Essential checklist to keep your Power BI Solutions optimized. Part I: Optimizing the Data source

 In Performance, Power BI, Power Query

This is a series of articles about the most important practices at every step of your solution to get scalable data models and faster reports:

At the end of this series of articles, you will be able to download the summary checklist in Excel format, I recommend you keep it handy to review it every time you build a Power BI solution from scratch or need to improve the performance of your existing developments.

Part I. Optimizing the Data source

This includes the source, connections, and power query transformations performed prior to loading a table to the data model.

– Ensuring query folding occurs whenever possible: Applying query folding in your power query tables could exponentially reduce resource utilization and refresh time.

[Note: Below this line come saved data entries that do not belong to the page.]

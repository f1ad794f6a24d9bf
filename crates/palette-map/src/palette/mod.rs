//! Palette table, matching, and the built-in wire-format table.

mod error;
#[allow(clippy::module_inception)]
pub(crate) mod palette;
mod table;

pub use error::{PaletteError, ParseColorError};
pub use palette::{Palette, PaletteEntry, ATLAS_WIDTH};
pub use table::{flag_palette, FLAG_PALETTE_V1, WIRE_FORMAT_VERSION};
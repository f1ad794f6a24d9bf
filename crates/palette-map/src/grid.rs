//! Canonical grid: nearest-neighbor resampling and wire-order traversal.
//!
//! Every source image is reduced to a fixed-size RGBA grid before matching.
//! The order in which grid cells are visited is part of the wire format
//! (see [`crate::WIRE_FORMAT_VERSION`]): token `N` of the serialized stream
//! corresponds to cell `(x = N / H, y = H - 1 - N % H)`: columns left to
//! right, rows bottom to top within each column.

use std::fmt;

use crate::color::Rgba;

/// Error raised when a source buffer cannot be resampled.
#[derive(Debug, Clone, PartialEq, Eq)]
pub enum GridError {
    /// Source or target dimensions contain a zero.
    ZeroDimension,
    /// Pixel buffer length does not match the claimed dimensions.
    DimensionMismatch {
        /// Claimed width x height.
        expected: usize,
        /// Actual buffer length.
        actual: usize,
    },
}

impl fmt::Display for GridError {
    fn fmt(&self, f: &mut fmt::Formatter<'_>) -> fmt::Result {
        match self {
            GridError::ZeroDimension => write!(f, "image dimensions must be non-zero"),
            GridError::DimensionMismatch { expected, actual } => write!(
                f,
                "pixel buffer length {} does not match dimensions (expected {})",
                actual, expected
            ),
        }
    }
}

impl std::error::Error for GridError {}

/// A fixed-size RGBA raster produced by nearest-neighbor resampling.
///
/// Pixels are stored row-major internally; the wire-order traversal is
/// exposed through [`cells()`](CanonicalGrid::cells) and must not be
/// confused with storage order.
#[derive(Debug, Clone, PartialEq, Eq)]
pub struct CanonicalGrid {
    pixels: Vec<Rgba>,
    width: usize,
    height: usize,
}

impl CanonicalGrid {
    /// Resample `pixels` (row-major, `src_width` x `src_height`) to a
    /// `width` x `height` grid using nearest-neighbor sampling.
    ///
    /// Sampling picks the source pixel under the center of each target cell.
    /// No smoothing, no alpha premultiplication: each grid cell is an exact
    /// copy of one source pixel.
    ///
    /// # Errors
    ///
    /// - [`GridError::ZeroDimension`] for zero source or target dimensions
    /// - [`GridError::DimensionMismatch`] if `pixels.len()` is not
    ///   `src_width * src_height`
    pub fn resample(
        pixels: &[Rgba],
        src_width: usize,
        src_height: usize,
        width: usize,
        height: usize,
    ) -> Result<Self, GridError> {
        if src_width == 0 || src_height == 0 || width == 0 || height == 0 {
            return Err(GridError::ZeroDimension);
        }
        let expected = src_width * src_height;
        if pixels.len() != expected {
            return Err(GridError::DimensionMismatch {
                expected,
                actual: pixels.len(),
            });
        }

        let mut out = Vec::with_capacity(width * height);
        for y in 0..height {
            // Center sampling: source index under the middle of the cell.
            let sy = (((y as f64 + 0.5) * src_height as f64 / height as f64) as usize)
                .min(src_height - 1);
            for x in 0..width {
                let sx = (((x as f64 + 0.5) * src_width as f64 / width as f64) as usize)
                    .min(src_width - 1);
                out.push(pixels[sy * src_width + sx]);
            }
        }

        Ok(Self {
            pixels: out,
            width,
            height,
        })
    }

    /// Wrap an existing buffer that is already at grid size.
    ///
    /// # Errors
    ///
    /// Same validation as [`resample`](Self::resample).
    pub fn from_pixels(
        pixels: Vec<Rgba>,
        width: usize,
        height: usize,
    ) -> Result<Self, GridError> {
        if width == 0 || height == 0 {
            return Err(GridError::ZeroDimension);
        }
        if pixels.len() != width * height {
            return Err(GridError::DimensionMismatch {
                expected: width * height,
                actual: pixels.len(),
            });
        }
        Ok(Self {
            pixels,
            width,
            height,
        })
    }

    /// Grid width in cells.
    #[inline]
    pub fn width(&self) -> usize {
        self.width
    }

    /// Grid height in cells.
    #[inline]
    pub fn height(&self) -> usize {
        self.height
    }

    /// The pixel at cell `(x, y)`, row-major addressing, `(0, 0)` top-left.
    #[inline]
    pub fn get(&self, x: usize, y: usize) -> Rgba {
        self.pixels[y * self.width + x]
    }

    /// Overwrite the pixel at cell `(x, y)`.
    #[inline]
    pub(crate) fn set(&mut self, x: usize, y: usize, pixel: Rgba) {
        self.pixels[y * self.width + x] = pixel;
    }

    /// Raw row-major pixel buffer (for image encoding).
    #[inline]
    pub fn pixels(&self) -> &[Rgba] {
        &self.pixels
    }

    /// Iterate cell coordinates in wire order: for each column x from left
    /// to right, rows from bottom (`y = H-1`) up to top (`y = 0`).
    ///
    /// This traversal is a wire-format contract; the consuming renderer
    /// addresses token `N` as cell `(N / H, H - 1 - N % H)`.
    pub fn cells(&self) -> impl Iterator<Item = (usize, usize)> {
        let height = self.height;
        (0..self.width).flat_map(move |x| (0..height).rev().map(move |y| (x, y)))
    }
}
use std::path::PathBuf;
use std::process::ExitCode;

use clap::{Parser, Subcommand};
use tracing_subscriber::{layer::SubscriberExt, util::SubscriberInitExt};

use flagpix::error::{ConvertError, PersistError};
use flagpix::image_io;
use flagpix::store::{SlotStore, DEFAULT_COMPANY, DEFAULT_PRODUCT, FLAG_GRID_SLOT};
use palette_map::{
    flag_palette, CanonicalGrid, GridConverter, Palette, DEFAULT_GRID_HEIGHT,
    DEFAULT_GRID_WIDTH, WIRE_FORMAT_VERSION,
};

#[derive(Parser)]
#[command(name = "flagpix")]
#[command(about = "Convert images into fixed-palette pixel grid token streams")]
struct Cli {
    #[command(subcommand)]
    command: Commands,
}

#[derive(Subcommand)]
enum Commands {
    /// Convert an image to a serialized flag grid
    Convert {
        /// Input PNG file path
        input: PathBuf,

        /// Output file for the serialized grid data
        #[arg(short, long, default_value = "pixel_grid_data.txt")]
        output: PathBuf,

        /// Skip writing the output file
        #[arg(long)]
        no_file: bool,

        /// Skip writing to the slot store
        #[arg(long)]
        no_store: bool,

        /// Skip writing the preview PNGs (resized grid + palette atlas)
        #[arg(long)]
        no_preview: bool,

        /// Grid width in cells
        #[arg(long, default_value_t = DEFAULT_GRID_WIDTH)]
        grid_width: usize,

        /// Grid height in cells
        #[arg(long, default_value_t = DEFAULT_GRID_HEIGHT)]
        grid_height: usize,

        /// Keep original colors in the preview instead of quantizing
        #[arg(long)]
        preserve_colors: bool,

        /// Build the palette from the image's own colors (legacy mode)
        /// instead of the fixed wire-format table
        #[arg(long)]
        dynamic_palette: bool,

        /// Company segment of the slot store path
        #[arg(long, default_value = DEFAULT_COMPANY)]
        company: String,

        /// Product segment of the slot store path
        #[arg(long, default_value = DEFAULT_PRODUCT)]
        product: String,
    },
    /// List candidate slot store locations
    FindStore,
}

fn main() -> ExitCode {
    tracing_subscriber::registry()
        .with(
            tracing_subscriber::EnvFilter::try_from_default_env()
                .unwrap_or_else(|_| "flagpix=info".into()),
        )
        .with(tracing_subscriber::fmt::layer().without_time())
        .init();

    let cli = Cli::parse();

    let result = match cli.command {
        Commands::Convert {
            input,
            output,
            no_file,
            no_store,
            no_preview,
            grid_width,
            grid_height,
            preserve_colors,
            dynamic_palette,
            company,
            product,
        } => run_convert(ConvertOptions {
            input,
            output,
            no_file,
            no_store,
            no_preview,
            grid_width,
            grid_height,
            preserve_colors,
            dynamic_palette,
            company,
            product,
        }),
        Commands::FindStore => run_find_store(),
    };

    match result {
        Ok(()) => ExitCode::SUCCESS,
        Err(e) => {
            tracing::error!(%e, "conversion failed");
            ExitCode::FAILURE
        }
    }
}

struct ConvertOptions {
    input: PathBuf,
    output: PathBuf,
    no_file: bool,
    no_store: bool,
    no_preview: bool,
    grid_width: usize,
    grid_height: usize,
    preserve_colors: bool,
    dynamic_palette: bool,
    company: String,
    product: String,
}

/// Run one conversion: load, resample, match, serialize, persist.
///
/// Persistence failures are recoverable: they are logged and reported but
/// the computed token stream is still printed and the exit code stays zero.
fn run_convert(opts: ConvertOptions) -> anyhow::Result<()> {
    tracing::info!(input = %opts.input.display(), "loading image");
    let (pixels, src_width, src_height) = image_io::load_rgba(&opts.input)?;

    tracing::info!(
        from = %format!("{src_width}x{src_height}"),
        to = %format!("{}x{}", opts.grid_width, opts.grid_height),
        "resizing image to grid"
    );
    let grid = CanonicalGrid::resample(
        &pixels,
        src_width,
        src_height,
        opts.grid_width,
        opts.grid_height,
    )
    .map_err(ConvertError::Grid)?;

    let palette = if opts.dynamic_palette {
        // Legacy path: palette from the resampled image's own colors
        let palette = Palette::from_image_colors(grid.pixels()).map_err(ConvertError::Palette)?;
        tracing::info!(colors = palette.len(), "built dynamic palette from image");
        palette
    } else {
        let palette = flag_palette().map_err(ConvertError::Palette)?;
        tracing::info!(
            colors = palette.len(),
            version = WIRE_FORMAT_VERSION,
            "using fixed wire-format palette"
        );
        palette
    };

    let converter = GridConverter::new(palette)
        .grid_size(opts.grid_width, opts.grid_height)
        .recolor(!opts.preserve_colors);

    tracing::info!("matching cells to palette tokens");
    let result = converter
        .convert_resampled(grid.pixels().to_vec())
        .map_err(ConvertError::Grid)?;

    tracing::info!("serializing grid data");
    let grid_data = result.data.serialize();

    // Everything after this point is persistence: recoverable by contract.
    let mut persist_failures = Vec::new();

    if !opts.no_preview {
        if let Err(e) = write_previews(&result.grid, converter.palette()) {
            persist_failures.push(e);
        }
    }

    if !opts.no_file {
        match std::fs::write(&opts.output, &grid_data) {
            Ok(()) => {
                tracing::info!(path = %opts.output.display(), "grid data saved to file");
            }
            Err(source) => persist_failures.push(PersistError::Write {
                artifact: opts.output.display().to_string(),
                source,
            }),
        }
    }

    if !opts.no_store {
        let store = SlotStore::from_env(&opts.company, &opts.product);
        match store.save_slot(FLAG_GRID_SLOT, &grid_data) {
            Ok(path) => {
                tracing::info!(path = %path.display(), "grid data saved to slot store");
            }
            Err(e) => persist_failures.push(e),
        }
    }

    for failure in &persist_failures {
        tracing::error!(%failure, "persistence failed (result still computed)");
    }
    if !persist_failures.is_empty() {
        eprintln!("Warning: some outputs could not be saved; run 'flagpix find-store' to check store locations");
    }

    tracing::info!(
        tokens = result.data.tokens().len(),
        "conversion completed"
    );

    // Preview of the serialized stream, like the renderer tooling expects
    if grid_data.len() > 200 {
        println!("{}...", &grid_data[..200]);
    } else {
        println!("{grid_data}");
    }

    Ok(())
}

fn write_previews(grid: &CanonicalGrid, palette: &Palette) -> Result<(), PersistError> {
    image_io::write_rgba_png(
        std::path::Path::new("resized_image.png"),
        grid.pixels(),
        grid.width(),
        grid.height(),
    )?;
    tracing::info!("resized image saved as 'resized_image.png'");

    let (atlas, atlas_w, atlas_h) = image_io::palette_atlas(palette);
    image_io::write_rgba_png(
        std::path::Path::new("color_palette.png"),
        &atlas,
        atlas_w,
        atlas_h,
    )?;
    tracing::info!("palette atlas saved as 'color_palette.png'");
    Ok(())
}

/// Discovery mode: list candidate `<company>/<product>` store locations.
fn run_find_store() -> anyhow::Result<()> {
    let store = SlotStore::from_env(DEFAULT_COMPANY, DEFAULT_PRODUCT);
    println!("Store root: {}", store.root().display());

    match store.discover() {
        Ok(locations) if locations.is_empty() => {
            println!("No store locations found.");
        }
        Ok(locations) => {
            println!("Found store locations:");
            for (company, product) in locations {
                println!("  - {company}/{product}");
            }
        }
        Err(e) => {
            println!("Store root not readable: {e}");
        }
    }
    Ok(())
}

When you are working with a relational data source (such as SQL Server) always check the query folding. If most of the steps do not support it, consider applying transformations on the data source using a database view or by physically preparing and materializing the data.

You must have the query folding enabled, to check it right-click on the last applied step in Power Query:

If the “View Native Query” option is grayed out, it means that this specific step or transformation is executed with local resources.

– Minimize the Power Query steps: Consolidate repeated steps, put all “remove columns” together, all “rename columns” together and so on. This change will improve the execution performance of the query.

– If your source is an Excel File, you could convert it to CSV before importing it into Power BI: The performance of reading data from a CSV is better.

To convert the Excel files, you could use the CloudConvert API to CSV files, and then save them to Azure Blob storage.

However, the recommendation for big projects is always to move the data to a database.

– Disable Power Query background refresh: By default, when Power Query imports data it retrieves and stores 1000 rows of preview data for each query.

If your Power BI Desktop file contains many queries, this option could extend the time it takes to complete a refresh, in these cases it is convenient to disable it.

– If safe, Ignore the Privacy levels or set both sources to Organizational: This setting can potentially improve performance and functionality, however, Power BI Desktop cannot ensure the privacy of data merged into the Power BI Desktop file.

Don´t deactivate this option in the following scenarios:

  • If the data source contains sensitive data.
  • Queries that accept query folding like SQL.
  • If the dataset will be published.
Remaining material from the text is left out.